Requirement – Track down every line below that holds "source" and copy it.

***** Records for this task

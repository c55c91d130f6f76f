//! HTML fragments placed into `{{MAIN_CONTENT}}`

use crate::content::Post;
use crate::helpers::{date_iso, format_date, link_to, page_url, post_url, CALENDAR_ICON};

/// Body shown on the about page when no source file exists
pub const ABOUT_PLACEHOLDER: &str = r#"<p>Welcome to my blog! I write about cryptography, security, privacy, and technology.</p>
                        <p>This is a placeholder about page. Create a <code>content/about/index.md</code> file to add your content.</p>"#;

/// `<time>` element with the calendar glyph
fn post_meta(date: &chrono::NaiveDateTime) -> String {
    format!(
        r#"<div class="post-meta">
                        <time datetime="{}" class="post-meta-item published dt-published">
                            {} {}
                        </time>
                    </div>"#,
        date_iso(date),
        CALENDAR_ICON,
        format_date(date)
    )
}

/// Full article for a single post page
pub fn post_article(post: &Post) -> String {
    format!(
        r#"
                <article class="content post h-entry">
                    <h1 class="post-title p-name">{title}</h1>

                    {meta}

                    <div class="post-body e-content">
                        {body}
                    </div>
                </article>
            "#,
        title = post.title,
        meta = post_meta(&post.date),
        body = post.body,
    )
}

/// Summary card for a post on an index page
pub fn post_card(post: &Post) -> String {
    let url = post_url(&post.slug);
    format!(
        r#"
                <article class="content post home h-entry">
                    <h2 class="post-title p-name">
                        {title_link}
                    </h2>

                    {meta}

                    <summary class="summary p-summary">
                        <p>{summary}</p>
                    </summary>

                    <div class="read-more-container">
                        {read_more}
                    </div>
                </article>
                "#,
        title_link = link_to(&url, &post.title, Some("summary-title-link u-url")),
        meta = post_meta(&post.date),
        summary = post.summary,
        read_more = link_to(&url, "Read More »", Some("read-more-link")),
    )
}

/// Previous / numbered / next navigation. Empty when there is a single page.
pub fn pagination(current: usize, total: usize) -> String {
    if total <= 1 {
        return String::new();
    }

    let mut html = String::from(r#"<ul class="pagination">"#);

    if current > 1 {
        html.push_str(&format!(
            r#"<li class="pagination-prev"><a href="{}" rel="prev">&lt; Newer</a></li>"#,
            page_url(current - 1)
        ));
    }

    for page_num in 1..=total {
        if page_num == current {
            html.push_str(&format!(
                r#"<li class="pagination-item current"><span>{}</span></li>"#,
                page_num
            ));
        } else {
            html.push_str(&format!(
                r#"<li class="pagination-item"><a href="{}">{}</a></li>"#,
                page_url(page_num),
                page_num
            ));
        }
    }

    if current < total {
        html.push_str(&format!(
            r#"<li class="pagination-next"><a href="{}" rel="next">Older &gt;</a></li>"#,
            page_url(current + 1)
        ));
    }

    html.push_str("</ul>");
    html
}

/// Main content of an index page
pub fn index_page(posts: &[Post], pagination_html: &str) -> String {
    let posts_html: String = posts.iter().map(post_card).collect();
    format!(
        r#"
                {}
                {}
            "#,
        posts_html, pagination_html
    )
}

/// Main content of the archive page
pub fn archive(posts: &[Post]) -> String {
    let mut list = String::from(r#"<div class="archive-list">"#);
    for post in posts {
        list.push_str(&format!(
            r#"
            <div class="archive-item">
                <time class="archive-date">{}</time>
                {}
            </div>
            "#,
            format_date(&post.date),
            link_to(&post_url(&post.slug), &post.title, Some("archive-title"))
        ));
    }
    list.push_str("</div>");

    format!(
        r#"
                <article class="content page">
                    <h1 class="page-title">Archive</h1>
                    <p>Complete list of all {} blog posts:</p>
                    {}
                </article>
            "#,
        posts.len(),
        list
    )
}

/// Main content of a standalone page such as the about page
pub fn page_article(title: &str, body: &str) -> String {
    format!(
        r#"
                <article class="content page">
                    <h1 class="page-title">{}</h1>
                    <div class="page-body">
                        {}
                    </div>
                </article>
                "#,
        title, body
    )
}

#[cfg(test)]
mod tests {
    use super::*;
    use chrono::NaiveDate;
    use std::path::PathBuf;

    fn post(slug: &str, title: &str) -> Post {
        Post {
            title: title.to_string(),
            date: NaiveDate::from_ymd_opt(2020, 2, 29)
                .unwrap()
                .and_hms_opt(0, 0, 0)
                .unwrap(),
            slug: slug.to_string(),
            description: title.to_string(),
            summary: "Short summary".to_string(),
            body: "<p>Body</p>".to_string(),
            source: PathBuf::from(format!("{}.md", slug)),
        }
    }

    #[test]
    fn test_single_page_has_no_pagination() {
        assert_eq!(pagination(1, 1), "");
        assert_eq!(pagination(1, 0), "");
    }

    #[test]
    fn test_pagination_first_page() {
        let html = pagination(1, 3);
        assert!(!html.contains("pagination-prev"));
        assert!(html.contains(r#"<li class="pagination-item current"><span>1</span></li>"#));
        assert!(html.contains(r#"<li class="pagination-item"><a href="/page/2/">2</a></li>"#));
        assert!(html.contains(
            r#"<li class="pagination-next"><a href="/page/2/" rel="next">Older &gt;</a></li>"#
        ));
    }

    #[test]
    fn test_pagination_links_back_to_root() {
        let html = pagination(2, 2);
        assert!(html.contains(
            r#"<li class="pagination-prev"><a href="/" rel="prev">&lt; Newer</a></li>"#
        ));
        assert!(html.contains(r#"<li class="pagination-item"><a href="/">1</a></li>"#));
        assert!(!html.contains("pagination-next"));
    }

    #[test]
    fn test_post_card() {
        let html = post_card(&post("leap", "Leap Day"));
        assert!(html.contains(
            r#"<a href="/post/leap/" class="summary-title-link u-url">Leap Day</a>"#
        ));
        assert!(html.contains(r#"datetime="2020-02-29T00:00:00""#));
        assert!(html.contains("2020.02.29"));
        assert!(html.contains("<p>Short summary</p>"));
        assert!(html.contains("Read More »"));
    }

    #[test]
    fn test_archive() {
        let html = archive(&[post("b", "Second"), post("a", "First")]);
        assert!(html.contains("Complete list of all 2 blog posts:"));
        let second = html.find("Second").unwrap();
        let first = html.find("First").unwrap();
        assert!(second < first);
        assert!(html.contains(r#"<a href="/post/a/" class="archive-title">First</a>"#));
    }
}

**********

Completed exercise –
/// Body shown on the about page when no source file exists
            source: PathBuf::from(format!("{}.md", slug)),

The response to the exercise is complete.